Please say how many lines in the entries below hold the string "that", with no other words.

:::

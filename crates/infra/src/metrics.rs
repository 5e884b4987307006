#![allow(clippy::unwrap_used)]
// Allow unwrap used because we are using lazy_static, and the only way to handle errors is to unwrap

use lazy_static::lazy_static;
use prometheus::{IntCounter, Registry};

lazy_static! {
    pub static ref INFRA_REGISTRY: Registry = Registry::new();
    pub static ref BUSY_FETCH_FAILURES: IntCounter = IntCounter::new(
        "busy_fetch_failures_total",
        "Free/busy fetches that failed or timed out, per attempt"
    )
    .unwrap();
    pub static ref TOKEN_REFRESH_FAILURES: IntCounter = IntCounter::new(
        "token_refresh_failures_total",
        "OAuth token refreshes that failed and invalidated an account"
    )
    .unwrap();
    pub static ref EXTERNAL_EVENT_WRITE_FAILURES: IntCounter = IntCounter::new(
        "external_event_write_failures_total",
        "Post-commit calendar event writes that failed"
    )
    .unwrap();
    pub static ref BOOKINGS_COMMITTED: IntCounter = IntCounter::new(
        "bookings_committed_total",
        "Bookings that became durable"
    )
    .unwrap();
}

pub fn register_metrics() -> anyhow::Result<()> {
    INFRA_REGISTRY.register(Box::new(BUSY_FETCH_FAILURES.clone()))?;
    INFRA_REGISTRY.register(Box::new(TOKEN_REFRESH_FAILURES.clone()))?;
    INFRA_REGISTRY.register(Box::new(EXTERNAL_EVENT_WRITE_FAILURES.clone()))?;
    INFRA_REGISTRY.register(Box::new(BOOKINGS_COMMITTED.clone()))?;

    Ok(())
}
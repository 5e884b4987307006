use chrono::{DateTime, Utc};
use chrono_tz::Tz;
use serde::{Deserialize, Serialize};

use crate::shared::entity::{Entity, ID};

#[derive(Debug, Default, Clone, Serialize, Deserialize, PartialEq, Eq)]
#[serde(rename_all = "camelCase")]
pub enum BookingStatus {
    Pending,
    #[default]
    Confirmed,
    Cancelled,
    Completed,
}

impl From<BookingStatus> for String {
    fn from(s: BookingStatus) -> Self {
        match s {
            BookingStatus::Pending => "pending".into(),
            BookingStatus::Confirmed => "confirmed".into(),
            BookingStatus::Cancelled => "cancelled".into(),
            BookingStatus::Completed => "completed".into(),
        }
    }
}

impl TryFrom<String> for BookingStatus {
    type Error = anyhow::Error;
    fn try_from(s: String) -> anyhow::Result<BookingStatus> {
        Ok(match &s[..] {
            "pending" => BookingStatus::Pending,
            "confirmed" => BookingStatus::Confirmed,
            "cancelled" => BookingStatus::Cancelled,
            "completed" => BookingStatus::Completed,
            _ => Err(anyhow::anyhow!("Invalid booking status"))?,
        })
    }
}

/// The guest side of a booking
#[derive(Debug, Clone, Serialize, Deserialize, PartialEq, Eq)]
#[serde(rename_all = "camelCase")]
pub struct Guest {
    pub name: String,
    pub email: String,
    pub phone: Option<String>,
    pub company: Option<String>,
    pub notes: Option<String>,
}

/// A durable reservation of one slot
#[derive(Debug, Clone, Serialize, Deserialize)]
#[serde(rename_all = "camelCase")]
pub struct Booking {
    pub id: ID,
    /// Short public identifier, also the iCalendar UID
    pub uid: String,
    pub host_id: ID,
    pub event_type_id: ID,
    pub start_time: DateTime<Utc>,
    pub end_time: DateTime<Utc>,
    pub guest: Guest,
    pub guest_timezone: Tz,
    pub status: BookingStatus,
    pub idempotency_key: Option<String>,
    /// Answers to the event type's custom questions, keyed by label
    pub custom_responses: serde_json::Value,
    /// Identifier of the event written to the destination calendar
    pub external_event_ref: Option<String>,
    /// Whether the post-commit external calendar write succeeded
    pub external_event_created: bool,
    pub meeting_url: Option<String>,
    /// Uid this booking had before its last reschedule
    pub rescheduled_from_uid: Option<String>,
    pub cancelled_at: Option<DateTime<Utc>>,
    pub created: DateTime<Utc>,
    pub updated: DateTime<Utc>,
}

impl Entity<ID> for Booking {
    fn id(&self) -> ID {
        self.id.clone()
    }
}

impl Booking {
    /// PENDING and CONFIRMED bookings occupy their slot
    pub fn is_blocking(&self) -> bool {
        matches!(self.status, BookingStatus::Pending | BookingStatus::Confirmed)
    }

    /// Whether `email` identifies the guest of this booking
    pub fn guest_matches(&self, email: &str) -> bool {
        self.guest.email.eq_ignore_ascii_case(email.trim())
    }
}

/// Deterministic idempotency key for a request that did not bring one.
///
/// Includes the wall-clock millisecond so a naive client retry within the
/// same millisecond is deduplicated while an ordinary retry is not.
pub fn derive_idempotency_key(
    event_type_id: &ID,
    start_time: DateTime<Utc>,
    guest_email: &str,
    now: DateTime<Utc>,
) -> String {
    format!(
        "{}:{}:{}:{}",
        event_type_id,
        start_time.timestamp_millis(),
        guest_email.to_lowercase(),
        now.timestamp_millis()
    )
}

:::

ANSWER FOR THE TASK = 5